With three outs standing between the skidding Twins and a badly needed win Wednesday, manager Rocco Baldelli looked to his bullpen and called upon Ronny Henriquez.
Henriquez entered the game having achieved pretty good results in 17 previous major league appearances. But his advanced stats showed a pitcher who was perhaps getting by as much on execution as fortune. And more importantly, he had never pitched in a save situation in his MLB career.
It could have worked out, and if it did we would be having a different conversation right now.
But it did not. Henriquez gave up three runs in the bottom of the 10th after the Twins had scored twice in the top half. The 5-4 loss to Cleveland combined with surging Detroit’s win left the Tigers just a half-game back in the wild card race.
The seeds for what happened at the end of the game, though, were planted well before Wednesday. How far back you want to go probably says a lot about who you blame the most for this stretch run collapse — something Minnesota Star Tribune columnist La Velle E. Neal III and I debated on Thursday’s Daily Delivery podcast.
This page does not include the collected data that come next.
//! `keycraft update` — replace an entry's fields.
//!
//! Flags that are not given keep their current value, including the
//! secret unless `--value` or `--new-secret` is passed.

use crate::cli::commands::read_secret;
use crate::cli::output;
use crate::cli::{open_store, vault_dir, Cli, EntryArgs};
use crate::errors::Result;
use crate::vault::MaskedView;

/// Execute the `update` command.
pub fn execute(
    cli: &Cli,
    id: &str,
    meta: EntryArgs,
    value: Option<String>,
    new_secret: bool,
) -> Result<()> {
    let store = open_store(cli)?;
    let current = store.get(id)?;

    let secret = if value.is_some() || new_secret {
        read_secret(value, &current.name)?
    } else {
        store.reveal(id)?
    };

    let fields = merge(meta, &current).into_fields(secret);
    let view = store.update(id, fields)?;

    crate::audit::log_audit(&vault_dir(store.path()), "update", Some(id), None);
    output::success(&format!("Updated '{}' ({})", view.name, view.id));

    Ok(())
}

/// Fill every flag that was not given from the current entry.
fn merge(meta: EntryArgs, current: &MaskedView) -> EntryArgs {
    EntryArgs {
        name: meta.name.or_else(|| Some(current.name.clone())),
        vendor: meta.vendor.or_else(|| Some(current.vendor.clone())),
        base_url: meta.base_url.or_else(|| current.base_url.clone()),
        doc_url: meta.doc_url.or_else(|| current.doc_url.clone()),
        tags: meta.tags.or_else(|| current.tags.clone()),
        notes: meta.notes.or_else(|| current.notes.clone()),
        snippet: meta.snippet.or_else(|| current.code_snippets.clone()),
    }
}
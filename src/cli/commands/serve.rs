//! `keycraft serve` — run the JSON-RPC command surface over stdio.
//!
//! stdout carries only responses; diagnostics go to stderr.

use std::io;

use crate::cli::{open_store, vault_dir, Cli};
use crate::errors::Result;
use crate::surface::CommandSurface;

/// Execute the `serve` command.
pub fn execute(cli: &Cli) -> Result<()> {
    let store = open_store(cli)?;
    let surface = CommandSurface::new(&store).with_audit(vault_dir(store.path()));

    tracing::info!(path = %store.path().display(), "serving on stdio");
    let stdin = io::stdin();
    surface.serve(stdin.lock(), io::stdout().lock())
}
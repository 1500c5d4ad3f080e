//! CLI module — Clap argument parser, output helpers, and command implementations.

pub mod commands;
pub mod output;

use std::path::{Path, PathBuf};

use clap::Parser;
use zeroize::Zeroizing;

use crate::config::Settings;
use crate::errors::{KeycraftError, Result};
use crate::vault::{CredentialStore, EntryFields, PersistenceLog};

/// Minimum password length to prevent trivially weak passwords.
const MIN_PASSWORD_LEN: usize = 8;

/// Keycraft CLI: local encrypted store for API keys.
#[derive(Parser)]
#[command(
    name = "keycraft",
    about = "Local encrypted vault for API keys and their metadata",
    version
)]
pub struct Cli {
    #[command(subcommand)]
    pub command: Commands,

    /// Vault directory (default: from .keycraft.toml, else .keycraft)
    #[arg(long, global = true)]
    pub vault_dir: Option<String>,

    /// Vault file name inside the vault directory (default: keys.kcv)
    #[arg(long, global = true)]
    pub vault: Option<String>,
}

/// All available subcommands.
#[derive(clap::Subcommand)]
pub enum Commands {
    /// Create a new, empty vault
    Init,

    /// Store a new API key
    Add {
        #[command(flatten)]
        meta: EntryArgs,

        /// Secret value (omit to read from stdin or an interactive prompt)
        #[arg(long)]
        value: Option<String>,
    },

    /// Replace an entry's fields, keeping its id and creation time
    Update {
        /// Entry id
        id: String,

        #[command(flatten)]
        meta: EntryArgs,

        /// New secret value (omit to keep the current one)
        #[arg(long)]
        value: Option<String>,

        /// Prompt for a new secret value
        #[arg(long, conflicts_with = "value")]
        new_secret: bool,
    },

    /// List all entries with masked keys
    List,

    /// Show one entry's metadata
    Show {
        /// Entry id
        id: String,
    },

    /// Copy an entry's secret to the clipboard
    Reveal {
        /// Entry id
        id: String,

        /// Print the secret to stdout instead
        #[arg(long)]
        stdout: bool,
    },

    /// Delete an entry
    Delete {
        /// Entry id
        id: String,
        /// Skip confirmation prompt
        #[arg(short, long)]
        force: bool,
    },

    /// Answer JSON-RPC requests on stdin/stdout, one per line
    Serve,

    /// View the audit log of vault operations
    Audit {
        /// Number of entries to show (default: 50)
        #[arg(long, default_value = "50")]
        last: usize,
        /// Show entries since a duration ago (e.g. 7d, 24h, 30m)
        #[arg(long)]
        since: Option<String>,
    },

    /// Generate shell completion scripts
    Completions {
        /// Shell to generate completions for
        #[arg(value_enum)]
        shell: clap_complete::Shell,
    },

    /// Show version information
    Version,
}

/// Metadata flags shared by `add` and `update`.
#[derive(clap::Args, Debug, Clone, Default)]
pub struct EntryArgs {
    /// Display name (e.g. "OpenAI prod")
    #[arg(long)]
    pub name: Option<String>,

    /// Provider of the key (e.g. OpenAI)
    #[arg(long)]
    pub vendor: Option<String>,

    /// API base URL
    #[arg(long)]
    pub base_url: Option<String>,

    /// Documentation URL
    #[arg(long)]
    pub doc_url: Option<String>,

    /// Comma-separated tags
    #[arg(long)]
    pub tags: Option<String>,

    /// Free-form notes
    #[arg(long)]
    pub notes: Option<String>,

    /// Usage snippet
    #[arg(long)]
    pub snippet: Option<String>,
}

impl EntryArgs {
    /// Build request fields from the flags. Missing required flags become
    /// empty strings so the store reports them as validation errors.
    pub fn into_fields(self, secret: Zeroizing<String>) -> EntryFields {
        EntryFields {
            name: self.name.unwrap_or_default(),
            vendor: self.vendor.unwrap_or_default(),
            secret_value: secret,
            base_url: self.base_url,
            doc_url: self.doc_url,
            code_snippets: self.snippet,
            tags: self.tags,
            notes: self.notes,
        }
    }
}

// ---------------------------------------------------------------------------
// Shared helpers used by multiple commands
// ---------------------------------------------------------------------------

/// Get the vault password from `KEYCRAFT_PASSWORD`, falling back to an
/// interactive prompt.
///
/// Returns `Zeroizing<String>` so the password is wiped from memory on drop.
pub fn prompt_password() -> Result<Zeroizing<String>> {
    if let Some(pw) = password_from_env() {
        return Ok(pw);
    }

    let pw = dialoguer::Password::new()
        .with_prompt("Enter vault password")
        .interact()
        .map_err(|e| KeycraftError::CommandFailed(format!("password prompt: {e}")))?;
    Ok(Zeroizing::new(pw))
}

/// Prompt for a new password with confirmation (used during `init`).
///
/// Also respects `KEYCRAFT_PASSWORD` for scripted usage.
/// Enforces a minimum password length.
pub fn prompt_new_password() -> Result<Zeroizing<String>> {
    if let Some(pw) = password_from_env() {
        if pw.chars().count() < MIN_PASSWORD_LEN {
            return Err(KeycraftError::CommandFailed(format!(
                "password must be at least {MIN_PASSWORD_LEN} characters"
            )));
        }
        return Ok(pw);
    }

    loop {
        let password = Zeroizing::new(
            dialoguer::Password::new()
                .with_prompt("Choose vault password")
                .with_confirmation(
                    "Confirm vault password",
                    "Passwords do not match, try again",
                )
                .interact()
                .map_err(|e| KeycraftError::CommandFailed(format!("password prompt: {e}")))?,
        );

        if password.chars().count() < MIN_PASSWORD_LEN {
            output::warning(&format!(
                "Password must be at least {MIN_PASSWORD_LEN} characters. Try again."
            ));
            continue;
        }

        return Ok(password);
    }
}

fn password_from_env() -> Option<Zeroizing<String>> {
    std::env::var("KEYCRAFT_PASSWORD")
        .ok()
        .filter(|pw| !pw.is_empty())
        .map(Zeroizing::new)
}

/// Settings for the current directory with CLI overrides applied.
pub fn settings(cli: &Cli) -> Result<Settings> {
    let cwd = std::env::current_dir()?;
    let mut settings = Settings::load(&cwd)?;
    if let Some(dir) = &cli.vault_dir {
        settings.vault_dir = dir.clone();
    }
    if let Some(file) = &cli.vault {
        settings.vault_file = file.clone();
    }
    Ok(settings)
}

/// Full path to the vault file, e.g. `<cwd>/.keycraft/keys.kcv`.
pub fn vault_path(cli: &Cli) -> Result<PathBuf> {
    let cwd = std::env::current_dir()?;
    Ok(settings(cli)?.vault_path(&cwd))
}

/// Directory holding the vault file; the audit database lives here too.
pub fn vault_dir(vault_path: &Path) -> PathBuf {
    vault_path
        .parent()
        .map_or_else(|| PathBuf::from("."), Path::to_path_buf)
}

/// Unlock the vault and load every entry.
pub fn open_store(cli: &Cli) -> Result<CredentialStore> {
    let settings = settings(cli)?;
    let path = settings.vault_path(&std::env::current_dir()?);
    if !path.exists() {
        output::tip("Run `keycraft init` to create a vault.");
        return Err(KeycraftError::VaultNotFound(path));
    }

    let password = prompt_password()?;
    let log = PersistenceLog::open(&path, password.as_bytes(), settings.io_timeout())?;
    CredentialStore::open(log)
}
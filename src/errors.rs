use std::path::PathBuf;
use thiserror::Error;

/// Failures of the on-disk persistence log.
///
/// Surfaced to callers verbatim inside [`KeycraftError::Persistence`].
#[derive(Debug, Clone, PartialEq, Eq, Error)]
pub enum LogError {
    /// The storage medium could not be read or written (includes timeouts).
    #[error("I/O failure: {0}")]
    IoFailure(String),

    /// The stored file is not a valid Keycraft vault, or has been tampered with.
    #[error("corrupt vault state: {0}")]
    CorruptState(String),
}

impl From<std::io::Error> for LogError {
    fn from(e: std::io::Error) -> Self {
        LogError::IoFailure(e.to_string())
    }
}

/// All errors that can occur in Keycraft.
#[derive(Debug, Error)]
pub enum KeycraftError {
    // --- Engine errors ---
    #[error("invalid value for field '{field}'")]
    Validation { field: &'static str },

    #[error("entry '{id}' not found")]
    NotFound { id: String },

    #[error("persistence error: {0}")]
    Persistence(#[from] LogError),

    #[error("credential store is not loaded yet")]
    Unavailable,

    // --- Crypto errors ---
    #[error("Encryption failed: {0}")]
    EncryptionFailed(String),

    #[error("Decryption failed — wrong password or corrupted data")]
    DecryptionFailed,

    #[error("Key derivation failed: {0}")]
    KeyDerivationFailed(String),

    // --- Vault file errors ---
    #[error("Vault not found at {0}")]
    VaultNotFound(PathBuf),

    #[error("Vault already exists at {0}")]
    VaultAlreadyExists(PathBuf),

    // --- Config errors ---
    #[error("Config file error: {0}")]
    ConfigError(String),

    // --- IO errors ---
    #[error("IO error: {0}")]
    Io(#[from] std::io::Error),

    // --- CLI errors ---
    #[error("Command failed: {0}")]
    CommandFailed(String),

    #[error("Clipboard error: {0}")]
    ClipboardError(String),

    #[error("Audit error: {0}")]
    AuditError(String),
}

impl KeycraftError {
    /// Shorthand used by the engine's field validation.
    pub fn invalid(field: &'static str) -> Self {
        KeycraftError::Validation { field }
    }

    pub fn not_found(id: impl Into<String>) -> Self {
        KeycraftError::NotFound { id: id.into() }
    }
}

/// Convenience type alias for Keycraft results.
pub type Result<T> = std::result::Result<T, KeycraftError>;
A query posed on Twitter suggests that many Twins fans blame ownership for the Twins’ slump. Those fans might trace the root of Wednesday’s loss, when Henriquez was deemed the best option, to February when Joe Pohlad set the guideposts for team payroll when he said the Twins were not in the market for any big name free agents.
Maybe you want to blame Derek Falvey and Thad Levine? They did nothing at the start of the year to upgrade a rotation that lost Sonny Gray, relying on duct tape and hubris (yes, while constrained by payroll) in hoping that Anthony DeSclafani and/or Chris Paddack would fill the void. Spoiler alert: They did not.
Or let me point you toward the trade deadline in late July. Plenty of functional relief pitchers changed teams. The Twins made a deal for one player: reliever Trevor Richards, who ended up being so bad that they dumped him three weeks later. Surely there were deals available to Falvey that could have given what was then a formidable looking Twins team one or two reliable arms for the stretch run and playoffs.